**Work to be completed**.
Exactly how many lines below mention "EncodingKey"? Answer with that number alone.

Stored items
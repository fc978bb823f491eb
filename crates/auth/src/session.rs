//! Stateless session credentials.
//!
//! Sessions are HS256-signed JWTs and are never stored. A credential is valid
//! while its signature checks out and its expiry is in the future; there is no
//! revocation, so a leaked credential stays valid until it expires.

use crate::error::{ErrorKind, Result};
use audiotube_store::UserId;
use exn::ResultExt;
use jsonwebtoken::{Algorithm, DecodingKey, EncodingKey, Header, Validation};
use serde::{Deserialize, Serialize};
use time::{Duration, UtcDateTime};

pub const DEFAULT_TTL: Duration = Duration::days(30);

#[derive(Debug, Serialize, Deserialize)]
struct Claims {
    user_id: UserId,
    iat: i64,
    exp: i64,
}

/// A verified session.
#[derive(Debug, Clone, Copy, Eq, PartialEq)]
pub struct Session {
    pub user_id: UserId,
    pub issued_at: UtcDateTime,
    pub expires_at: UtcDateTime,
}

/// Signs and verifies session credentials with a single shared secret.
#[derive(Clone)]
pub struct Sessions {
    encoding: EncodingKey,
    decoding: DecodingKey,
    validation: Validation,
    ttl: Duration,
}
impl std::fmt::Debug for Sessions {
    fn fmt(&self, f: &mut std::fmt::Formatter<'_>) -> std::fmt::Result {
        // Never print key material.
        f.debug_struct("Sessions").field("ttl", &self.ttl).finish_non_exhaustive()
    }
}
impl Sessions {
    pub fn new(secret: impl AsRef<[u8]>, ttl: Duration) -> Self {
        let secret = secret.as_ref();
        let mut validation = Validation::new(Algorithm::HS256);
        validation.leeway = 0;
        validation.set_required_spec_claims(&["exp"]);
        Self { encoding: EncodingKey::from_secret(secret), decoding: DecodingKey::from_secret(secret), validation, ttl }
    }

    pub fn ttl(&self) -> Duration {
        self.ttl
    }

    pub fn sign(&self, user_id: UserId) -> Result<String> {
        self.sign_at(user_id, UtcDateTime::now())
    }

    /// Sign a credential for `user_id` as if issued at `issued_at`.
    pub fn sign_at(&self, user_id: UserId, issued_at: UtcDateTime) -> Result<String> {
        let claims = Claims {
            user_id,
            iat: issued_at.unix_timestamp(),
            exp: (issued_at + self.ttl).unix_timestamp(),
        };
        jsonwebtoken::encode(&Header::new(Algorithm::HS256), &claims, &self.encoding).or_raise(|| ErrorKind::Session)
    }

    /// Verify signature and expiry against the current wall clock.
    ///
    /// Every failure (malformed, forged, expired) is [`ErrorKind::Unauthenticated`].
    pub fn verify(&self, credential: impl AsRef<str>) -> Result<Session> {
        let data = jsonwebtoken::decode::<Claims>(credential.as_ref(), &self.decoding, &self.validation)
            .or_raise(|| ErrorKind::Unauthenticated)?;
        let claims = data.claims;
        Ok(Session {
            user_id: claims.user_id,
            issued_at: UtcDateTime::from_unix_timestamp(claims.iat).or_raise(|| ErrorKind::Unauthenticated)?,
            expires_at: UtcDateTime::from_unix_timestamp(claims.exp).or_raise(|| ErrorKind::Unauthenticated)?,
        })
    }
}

---

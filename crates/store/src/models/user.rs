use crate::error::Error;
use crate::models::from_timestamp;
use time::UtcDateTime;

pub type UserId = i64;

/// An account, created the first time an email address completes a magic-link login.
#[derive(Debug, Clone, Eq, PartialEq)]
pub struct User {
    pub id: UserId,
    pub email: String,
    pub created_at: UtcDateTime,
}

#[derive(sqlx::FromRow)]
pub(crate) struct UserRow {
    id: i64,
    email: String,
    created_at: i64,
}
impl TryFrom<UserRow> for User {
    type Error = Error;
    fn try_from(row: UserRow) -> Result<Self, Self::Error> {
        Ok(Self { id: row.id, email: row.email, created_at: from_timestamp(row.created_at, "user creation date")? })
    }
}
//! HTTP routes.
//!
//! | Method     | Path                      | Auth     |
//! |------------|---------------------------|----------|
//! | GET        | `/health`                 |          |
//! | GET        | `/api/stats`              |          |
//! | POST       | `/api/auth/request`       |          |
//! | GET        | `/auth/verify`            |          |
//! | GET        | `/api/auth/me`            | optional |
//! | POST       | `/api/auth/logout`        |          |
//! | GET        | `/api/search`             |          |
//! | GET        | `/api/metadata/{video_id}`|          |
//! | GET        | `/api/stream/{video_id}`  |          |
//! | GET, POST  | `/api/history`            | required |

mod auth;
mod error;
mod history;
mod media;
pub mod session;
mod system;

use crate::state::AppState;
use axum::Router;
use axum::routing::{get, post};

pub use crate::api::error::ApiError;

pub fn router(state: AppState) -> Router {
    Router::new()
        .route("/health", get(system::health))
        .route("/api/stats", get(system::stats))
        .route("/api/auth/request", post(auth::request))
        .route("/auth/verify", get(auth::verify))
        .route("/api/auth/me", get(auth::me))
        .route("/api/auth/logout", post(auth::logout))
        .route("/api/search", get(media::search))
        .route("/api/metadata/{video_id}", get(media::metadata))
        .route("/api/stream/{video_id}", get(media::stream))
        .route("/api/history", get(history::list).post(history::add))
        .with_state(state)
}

--

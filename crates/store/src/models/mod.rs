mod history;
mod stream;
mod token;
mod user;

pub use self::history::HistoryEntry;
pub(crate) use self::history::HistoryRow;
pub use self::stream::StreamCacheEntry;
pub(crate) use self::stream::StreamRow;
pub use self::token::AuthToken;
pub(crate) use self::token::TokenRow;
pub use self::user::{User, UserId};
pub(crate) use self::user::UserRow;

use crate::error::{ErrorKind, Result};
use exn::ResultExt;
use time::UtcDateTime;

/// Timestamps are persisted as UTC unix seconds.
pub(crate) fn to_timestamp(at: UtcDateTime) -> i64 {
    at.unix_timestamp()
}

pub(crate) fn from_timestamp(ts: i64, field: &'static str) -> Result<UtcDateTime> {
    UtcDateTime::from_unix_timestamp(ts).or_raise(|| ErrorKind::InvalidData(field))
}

**Solution for this task**.
3